→ **BRIEF**:
How do the records below read from their first line through the line containing "for (i, v) in"? Write those lines out exactly.

→ **RECORDS FOR THIS TASK**:
☆ ☆ ☆
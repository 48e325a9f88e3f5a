//! Embedding + model utilities.
//!
//! - [`Embedder`] is the seam the matching pipeline depends on.
//! - [`sentence`] provides the candle-backed sentence embedder (with stub mode).
//! - [`MockEmbedder`] is a scripted test double (behind `mock`).

/// Device selection (CPU / Metal / CUDA).
pub mod device;
mod error;
#[cfg(any(test, feature = "mock"))]
pub mod mock;
/// Sentence-transformer embedder.
pub mod sentence;
/// Tokenizer loading helpers.
pub mod utils;


pub use error::EmbeddingError;
#[cfg(any(test, feature = "mock"))]
pub use mock::MockEmbedder;
pub use sentence::{SENTENCE_EMBEDDING_DIM, SENTENCE_MAX_SEQ_LEN, SentenceConfig, SentenceEmbedder};

use std::future::Future;

use crate::constants::validate_embedding_dim;

/// Fixed-length embedding vector.
pub type Vector = Vec<f32>;

/// Maps texts to vectors: one per input, same order, fixed dimension.
///
/// Implementations must be deterministic for identical input and must report
/// failure instead of substituting placeholder vectors.
pub trait Embedder: Send + Sync {
    /// Embeds a batch of texts.
    fn embed(
        &self,
        texts: &[String],
    ) -> impl Future<Output = Result<Vec<Vector>, EmbeddingError>> + Send;

    /// Dimension of every vector this embedder returns.
    fn embedding_dim(&self) -> usize;
}

/// Checks a backend response against its request before anything uses it.
pub fn validate_batch(
    expected_count: usize,
    expected_dim: usize,
    vectors: &[Vector],
) -> Result<(), EmbeddingError> {
    if vectors.len() != expected_count {
        return Err(EmbeddingError::MalformedOutput {
            reason: format!(
                "expected {} vectors, got {}",
                expected_count,
                vectors.len()
            ),
        });
    }

    for (i, v) in vectors.iter().enumerate() {
        validate_embedding_dim(v.len(), expected_dim).map_err(|e| {
            EmbeddingError::MalformedOutput {
                reason: format!("vector {}: {}", i, e),
            }
        })?;

        if v.iter().any(|x| !x.is_finite()) {
            return Err(EmbeddingError::MalformedOutput {
                reason: format!("vector {} contains non-finite values", i),
            });
        }
    }

    Ok(())
}
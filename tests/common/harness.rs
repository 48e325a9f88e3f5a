//! Test server harness: an upstream question host plus a semdedup server.

use std::collections::HashMap;
use std::net::SocketAddr;
use std::sync::Arc;
use std::time::Duration;

use axum::{
    Json, Router,
    extract::{Path, State},
    http::StatusCode,
    response::{IntoResponse, Response},
    routing::get,
};
use semdedup::embedding::MockEmbedder;
use semdedup::engine::{MatchEngine, MatchSettings};
use semdedup::gateway::{HandlerState, create_router_with_state};
use semdedup::oracle::MockOracle;
use semdedup::pool::{DomainPolicy, HttpPoolSource};
use tokio::net::TcpListener;
use tokio::sync::oneshot;

const FETCH_TIMEOUT: Duration = Duration::from_secs(2);

/// A background axum server that stops when dropped.
pub struct TestServer {
    pub addr: SocketAddr,
    shutdown_tx: Option<oneshot::Sender<()>>,
}

impl TestServer {
    pub fn url(&self) -> String {
        format!("http://{}", self.addr)
    }
}

impl Drop for TestServer {
    fn drop(&mut self) {
        if let Some(tx) = self.shutdown_tx.take() {
            let _ = tx.send(());
        }
    }
}

async fn serve(app: Router) -> TestServer {
    let listener = TcpListener::bind("127.0.0.1:0")
        .await
        .expect("Failed to bind test listener");
    let addr = listener.local_addr().expect("Failed to read local addr");
    let (shutdown_tx, shutdown_rx) = oneshot::channel::<()>();

    tokio::spawn(async move {
        axum::serve(listener, app)
            .with_graceful_shutdown(async {
                let _ = shutdown_rx.await;
            })
            .await
            .expect("Test server failed");
    });

    TestServer {
        addr,
        shutdown_tx: Some(shutdown_tx),
    }
}

type Pools = Arc<HashMap<String, serde_json::Value>>;

async fn pool_handler(State(pools): State<Pools>, Path(name): Path<String>) -> Response {
    match pools.get(&name) {
        Some(body) => Json(body.clone()).into_response(),
        None => StatusCode::NOT_FOUND.into_response(),
    }
}

/// Serves each `(name, body)` pair at `/pools/{name}`.
pub async fn spawn_upstream(pools: Vec<(&str, serde_json::Value)>) -> TestServer {
    let pools: Pools = Arc::new(
        pools
            .into_iter()
            .map(|(name, body)| (name.to_string(), body))
            .collect(),
    );

    let app = Router::new()
        .route("/pools/{name}", get(pool_handler))
        .with_state(pools);

    serve(app).await
}

/// Spawns semdedup with the given doubles and a real HTTP pool source.
pub async fn spawn_semdedup(
    embedder: MockEmbedder,
    oracle: MockOracle,
    allowed_domains: Vec<String>,
) -> TestServer {
    let engine = MatchEngine::new(
        Arc::new(embedder),
        Arc::new(oracle),
        MatchSettings::default(),
    );
    let pool_source = HttpPoolSource::new(DomainPolicy::new(allowed_domains), FETCH_TIMEOUT)
        .expect("Failed to build pool source");

    let state = HandlerState::new(engine, pool_source).with_stub_embedder(true);
    serve(create_router_with_state(state)).await
}

/// Builds `{"id": i, "Question": text}` records.
pub fn question_records(texts: &[&str]) -> serde_json::Value {
    serde_json::Value::Array(
        texts
            .iter()
            .enumerate()
            .map(|(i, t)| serde_json::json!({"id": i, "Question": t}))
            .collect(),
    )
}
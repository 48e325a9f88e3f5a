use std::time::Duration;

use reqwest::{Client, Url};
use tracing::{debug, error, warn};

use crate::pool::{PoolError, PoolSource, Question};

const USER_AGENT: &str = concat!("semdedup/", env!("CARGO_PKG_VERSION"));

/// Host allow-list for question URLs. Empty means every host is allowed.
#[derive(Debug, Clone, Default)]
pub struct DomainPolicy {
    allowed: Vec<String>,
}

impl DomainPolicy {
    pub fn new(allowed: Vec<String>) -> Self {
        Self { allowed }
    }

    pub fn allow_all() -> Self {
        Self::default()
    }

    pub fn allowed(&self) -> &[String] {
        &self.allowed
    }

    pub fn is_unrestricted(&self) -> bool {
        self.allowed.is_empty()
    }

    /// Parses `url` and checks its host. A host passes if it contains any allowed entry.
    pub fn check(&self, url: &str) -> Result<Url, PoolError> {
        let parsed = Url::parse(url).map_err(|e| PoolError::InvalidUrl {
            url: url.to_string(),
            reason: e.to_string(),
        })?;

        if !matches!(parsed.scheme(), "http" | "https") {
            return Err(PoolError::InvalidUrl {
                url: url.to_string(),
                reason: format!("unsupported scheme '{}'", parsed.scheme()),
            });
        }

        let host = parsed.host_str().unwrap_or_default().to_string();
        if host.is_empty() {
            return Err(PoolError::InvalidUrl {
                url: url.to_string(),
                reason: "missing host".to_string(),
            });
        }

        if self.is_unrestricted() || self.allowed.iter().any(|d| host.contains(d.as_str())) {
            Ok(parsed)
        } else {
            warn!(host = %host, "Rejected questions url outside allowed domains");
            Err(PoolError::DomainNotAllowed { host })
        }
    }
}

/// Fetches a JSON array of question records over HTTP(S).
#[derive(Debug, Clone)]
pub struct HttpPoolSource {
    client: Client,
    policy: DomainPolicy,
}

impl HttpPoolSource {
    pub fn new(policy: DomainPolicy, timeout: Duration) -> Result<Self, PoolError> {
        let client = Client::builder()
            .timeout(timeout)
            .user_agent(USER_AGENT)
            .build()
            .map_err(|e| PoolError::Request {
                reason: format!("failed to build http client: {}", e),
            })?;

        Ok(Self { client, policy })
    }

    pub fn policy(&self) -> &DomainPolicy {
        &self.policy
    }
}

impl PoolSource for HttpPoolSource {
    async fn fetch(&self, locator: &str) -> Result<Vec<Question>, PoolError> {
        let url = self.policy.check(locator)?;

        debug!(url = %url, "Fetching question pool");
        let response = self.client.get(url).send().await.map_err(|e| {
            error!("Failed to fetch questions: {}", e);
            PoolError::Request {
                reason: e.to_string(),
            }
        })?;

        let status = response.status();
        if !status.is_success() {
            error!(status = status.as_u16(), "Question source returned an error status");
            return Err(PoolError::Status {
                status: status.as_u16(),
            });
        }

        let body: serde_json::Value = response.json().await.map_err(|e| PoolError::Decode {
            reason: e.to_string(),
        })?;

        match body {
            serde_json::Value::Array(records) => {
                debug!(pool_size = records.len(), "Fetched question pool");
                Ok(records.into_iter().map(Question::new).collect())
            }
            other => Err(PoolError::Decode {
                reason: format!("expected a JSON array, got {}", json_kind(&other)),
            }),
        }
    }
}

fn json_kind(value: &serde_json::Value) -> &'static str {
    match value {
        serde_json::Value::Null => "null",
        serde_json::Value::Bool(_) => "a boolean",
        serde_json::Value::Number(_) => "a number",
        serde_json::Value::String(_) => "a string",
        serde_json::Value::Array(_) => "an array",
        serde_json::Value::Object(_) => "an object",
    }
}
☆ ☆ ☆
→ **OUTPUT BELOW**:
repository 48e325a9f88e3f5a
//! Embedding + model utilities.
//!
//! - [`Embedder`] is the seam the matching pipeline depends on.
//! - [`sentence`] provides the candle-backed sentence embedder (with stub mode).
//! - [`MockEmbedder`] is a scripted test double (behind `mock`).

/// Device selection (CPU / Metal / CUDA).
pub mod device;
mod error;
#[cfg(any(test, feature = "mock"))]
pub mod mock;
/// Sentence-transformer embedder.
pub mod sentence;
/// Tokenizer loading helpers.
pub mod utils;


pub use error::EmbeddingError;
#[cfg(any(test, feature = "mock"))]
pub use mock::MockEmbedder;
pub use sentence::{SENTENCE_EMBEDDING_DIM, SENTENCE_MAX_SEQ_LEN, SentenceConfig, SentenceEmbedder};

use std::future::Future;

use crate::constants::validate_embedding_dim;

/// Fixed-length embedding vector.
pub type Vector = Vec<f32>;

/// Maps texts to vectors: one per input, same order, fixed dimension.
///
/// Implementations must be deterministic for identical input and must report
/// failure instead of substituting placeholder vectors.
pub trait Embedder: Send + Sync {
    /// Embeds a batch of texts.
    fn embed(
        &self,
        texts: &[String],
    ) -> impl Future<Output = Result<Vec<Vector>, EmbeddingError>> + Send;

    /// Dimension of every vector this embedder returns.
    fn embedding_dim(&self) -> usize;
}

/// Checks a backend response against its request before anything uses it.
pub fn validate_batch(
    expected_count: usize,
    expected_dim: usize,
    vectors: &[Vector],
) -> Result<(), EmbeddingError> {
    if vectors.len() != expected_count {
        return Err(EmbeddingError::MalformedOutput {
            reason: format!(
                "expected {} vectors, got {}",
                expected_count,
                vectors.len()
            ),
        });
    }

    for (i, v) in vectors.iter().enumerate() {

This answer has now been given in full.